NEWS

Post-Brexit VAT rules set to cause significant impact on trading

Published on: 26th October 2020

The new regulations mean thousands of small traders in the UK and abroad will be impacted, with critics warning of lower sales and limited consumer choice after Brexit.

Brexit VAT rules

As of January 1st 2021, anyone abroad wishing to sell product in Britain will need to register with HM Revenue & Customs and pay VAT directly to the UK government; making it more expensive to sell goods in Europe.

With these new regulations, thousands of small traders in the UK and abroad will be impacted, which critics warn will lower sales and limit consumer choice after Brexit.

Currently, anyone can sell products directly to the UK from abroad by simply filling in a customs declaration form and it is the purchaser who has to pay the tax before retrieving their product. However, from 1st January, when Brexit fully takes form, all overseas sellers, including those from Europe, will become responsible for collecting and paying VAT on their UK sales.

The government has further scrapped the £15 lower threshold at which VAT becomes payable. These changes have been designed to protect UK retailers from being undercut by their European competitors after Brexit in competitive international marketplaces such as Amazon.

William Shatner, the 89 year old Canadian actor who played Captain Kirk in the first series of Star Trek, is just one of the thousands of smaller traders seeing the new system as problematic. As reported by the Times, William declared that the new VAT rules would make it uneconomical to sell his Star Trek books, toys and collectibles in the UK.

He wrote on Twitter: “UK folks; looks like your government is wanting to force vendors outside of your country to collect VAT on orders being shipped to the UK. I had my staff investigate costs and it’s over £1,000 a year just to file these forms via a service. That’s too much for a small store to absorb or we would have to raise prices considerably.”

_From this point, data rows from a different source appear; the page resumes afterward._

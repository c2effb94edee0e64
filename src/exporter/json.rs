// file: src/exporter/json.rs
// description: json export of function records with a run manifest

use crate::error::{PipelineError, Result};
use crate::models::FunctionRecord;
use chrono::Utc;
use serde::Serialize;
use std::fs;
use std::path::{Path, PathBuf};
use tracing::info;

#[derive(Debug, Clone)]
pub struct JsonExporter {
    path: PathBuf,
}

#[derive(Debug, Serialize)]
pub struct ExportManifest<'a> {
    pub generated_at: String,
    pub total_functions: usize,
    pub functions: &'a [FunctionRecord],
}

impl JsonExporter {
    pub fn new(path: impl Into<PathBuf>) -> Self {
        Self { path: path.into() }
    }

    pub fn path(&self) -> &Path {
        &self.path
    }

    pub fn write(&self, records: &[FunctionRecord], pretty: bool) -> Result<usize> {
        let manifest = ExportManifest {
            generated_at: Utc::now().to_rfc3339(),
            total_functions: records.len(),
            functions: records,
        };

        let content = if pretty {
            serde_json::to_string_pretty(&manifest)?
        } else {
            serde_json::to_string(&manifest)?
        };

        if let Some(parent) = self.path.parent()
            && !parent.as_os_str().is_empty()
        {
            fs::create_dir_all(parent)?;
        }

        fs::write(&self.path, content).map_err(|source| PipelineError::FileOperation {
            path: self.path.clone(),
            source,
        })?;

        info!(
            "Export complete: {} functions written to {}",
            records.len(),
            self.path.display()
        );
        Ok(records.len())
    }
}
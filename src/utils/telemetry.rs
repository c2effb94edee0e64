// file: src/utils/telemetry.rs
// description: per-repository scan timing and summary throughput for a run
// reference: https://docs.rs/tracing

use serde::Serialize;
use std::time::{Duration, Instant};
use tracing::{debug, info};

/// Times the scan of one repository.
pub struct ScanTimer {
    repository: String,
    started: Instant,
}

impl ScanTimer {
    pub fn start(repository: &str) -> Self {
        debug!("Scanning {}", repository);
        Self {
            repository: repository.to_string(),
            started: Instant::now(),
        }
    }

    pub fn elapsed(&self) -> Duration {
        self.started.elapsed()
    }

    /// Logs how many definitions the repository produced and returns the scan time.
    pub fn done(self, functions: usize) -> Duration {
        let elapsed = self.elapsed();
        info!(
            "Scanned {}: {} {} in {:.2}s",
            self.repository,
            functions,
            if functions == 1 { "function" } else { "functions" },
            elapsed.as_secs_f64(),
        );
        elapsed
    }
}

/// Summary rate over a whole run. Summaries are one model call each, so
/// the rate is reported per minute.
#[derive(Debug, Clone, Serialize)]
pub struct SummaryThroughput {
    pub summaries: usize,
    pub failed: usize,
    pub elapsed_ms: u128,
    pub summaries_per_minute: f64,
}

impl SummaryThroughput {
    pub fn measure(summaries: usize, failed: usize, elapsed: Duration) -> Self {
        let minutes = elapsed.as_secs_f64() / 60.0;
        let summaries_per_minute = if minutes > 0.0 {
            summaries as f64 / minutes
        } else {
            0.0
        };

        Self {
            summaries,
            failed,
            elapsed_ms: elapsed.as_millis(),
            summaries_per_minute,
        }
    }

    pub fn describe(&self) -> String {
        format!(
            "{} summaries ({} failed) in {:.1}s, {:.1}/min",
            self.summaries,
            self.failed,
            self.elapsed_ms as f64 / 1000.0,
            self.summaries_per_minute
        )
    }
}

#[cfg(test)]
mod tests {
    use super::*;

    #[test]
    fn test_throughput_per_minute() {
        let throughput = SummaryThroughput::measure(30, 2, Duration::from_secs(90));
        assert_eq!(throughput.summaries_per_minute, 20.0);
        assert_eq!(throughput.elapsed_ms, 90_000);
        assert_eq!(throughput.describe(), "30 summaries (2 failed) in 90.0s, 20.0/min");
    }

    #[test]
    fn test_throughput_of_empty_run() {
        let throughput = SummaryThroughput::measure(0, 0, Duration::ZERO);
        assert_eq!(throughput.summaries_per_minute, 0.0);
        assert!(throughput.describe().starts_with("0 summaries (0 failed)"));
    }

    #[test]
    fn test_scan_timer_reports_elapsed() {
        let timer = ScanTimer::start("octo/demo");
        std::thread::sleep(Duration::from_millis(10));
        assert!(timer.done(3) >= Duration::from_millis(10));
    }
}
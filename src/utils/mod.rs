// file: src/utils/mod.rs
// description: utility functions module exports
// reference: internal module structure

pub mod logging;
pub mod telemetry;
pub mod validation;

pub use telemetry::{ScanTimer, SummaryThroughput};
pub use validation::Validator;
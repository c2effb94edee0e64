// file: src/models/mod.rs
// description: data models module exports
// reference: internal module structure

pub mod function_record;

pub use function_record::{COLUMN_HEADERS, FunctionRecord};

Sharing a link to the government’s own advice to overseas sellers, Willian added: “Why should I do the job of a foreign government whom I have no connection with?”

These changes will also impact the likes of Amazon, who recently warned UK sellers using its online marketplace that after Brexit it would no longer ship products located in its UK warehouses to the continent and vice versa. Sellers have now been told that from January they will have to hold stock in Amazon warehouses both in the UK and the EU if they want to serve both markets. Amazon would previously “fulfil” orders placed anywhere in Europe regardless of where the products were located. Now small sellers will have to navigate the new customs and VAT rules coming into effect.

HMRC has said the government was introducing a “new model” for VAT collection to ensure that items from the EU and non-EU countries are treated in the same way as to not disadvantage UK businesses.